■ PROBLEM TO SOLVE
Return a copy of every line in the records that includes the word "what".

(Data entries)
BEGIN

//! Schema migration framework.
//!
//! Migrations run on the raw YAML tree so that legacy documents, which do not
//! deserialize into the current schema, can still be upgraded.

use serde_yaml::{Mapping, Value};

use crate::ProjectError;

pub const LATEST_VERSION: u32 = 1;

/// Legacy flat thermistor keys and their current names.
const THERMISTOR_RENAMES: [(&str, &str); 4] = [
    ("R_fixed", "r_fixed_ohm"),
    ("R_nominal", "r_nominal_ohm"),
    ("T_nominal", "t_nominal_c"),
    ("B", "beta"),
];

pub fn migrate_to_latest(mut doc: Value) -> Result<Value, ProjectError> {
    let mut version = document_version(&doc)?;
    while version < LATEST_VERSION {
        doc = migrate_one_version(doc, version)?;
        version += 1;
    }
    Ok(doc)
}

/// A document without `version` predates versioning and is version 0.
fn document_version(doc: &Value) -> Result<u32, ProjectError> {
    let root = doc.as_mapping().ok_or_else(|| ProjectError::Migration {
        what: "Rig document must be a mapping".to_string(),
    })?;
    match root.get("version") {
        None | Some(Value::Null) => Ok(0),
        Some(v) => v
            .as_u64()
            .and_then(|v| u32::try_from(v).ok())
            .ok_or_else(|| ProjectError::Migration {
                what: format!("Invalid version field: {v:?}"),
            }),
    }
}

fn migrate_one_version(doc: Value, version: u32) -> Result<Value, ProjectError> {
    match version {
        0 => migrate_v0_to_v1(doc),
        v => Err(ProjectError::Migration {
            what: format!("No migration path from version {}", v),
        }),
    }
}

fn migrate_v0_to_v1(mut doc: Value) -> Result<Value, ProjectError> {
    let root = doc.as_mapping_mut().ok_or_else(|| ProjectError::Migration {
        what: "Rig document must be a mapping".to_string(),
    })?;

    // Legacy thermistor constants sat at the top level or directly under
    // `calibration`.
    let mut legacy_thermistor = take_keys(root, &THERMISTOR_RENAMES);

    let calibration = child_mapping(root, "calibration")?;
    legacy_thermistor.extend(take_keys(calibration, &THERMISTOR_RENAMES));

    if !legacy_thermistor.is_empty() {
        let thermistor = child_mapping(calibration, "thermistor")?;
        for (key, value) in legacy_thermistor {
            if !thermistor.contains_key(key) {
                thermistor.insert(key.into(), value);
            }
        }
    }

    if let Some(v_ref) = calibration.remove("voltage_ref") {
        let pressure = child_mapping(calibration, "pressure")?;
        if !pressure.contains_key("v_ref") {
            pressure.insert("v_ref".into(), v_ref);
        }
    }

    if let Some(flow) = calibration.remove("flow_rate_m3s") {
        if !root.contains_key("flow_rate_m3s") {
            root.insert("flow_rate_m3s".into(), flow);
        }
    }

    root.insert("version".into(), Value::from(1u32));
    Ok(doc)
}

/// Remove legacy keys from `map`, returning them under their new names.
fn take_keys(map: &mut Mapping, renames: &[(&str, &'static str)]) -> Vec<(&'static str, Value)> {
    renames
        .iter()
        .filter_map(|(old, new)| map.remove(*old).map(|v| (*new, v)))
        .collect()
}

/// Mutable access to a nested mapping, creating it if absent.
fn child_mapping<'a>(map: &'a mut Mapping, key: &str) -> Result<&'a mut Mapping, ProjectError> {
    let entry = map
        .entry(key.into())
        .or_insert_with(|| Value::Mapping(Mapping::new()));
    entry.as_mapping_mut().ok_or_else(|| ProjectError::Migration {
        what: format!("Expected '{key}' to be a mapping"),
    })
}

END

■ FINAL ANSWER
        what: "Rig document must be a mapping".to_string(),
                what: format!("Invalid version field: {v:?}"),
            what: format!("No migration path from version {}", v),
        what: "Rig document must be a mapping".to_string(),
        what: format!("Expected '{key}' to be a mapping"),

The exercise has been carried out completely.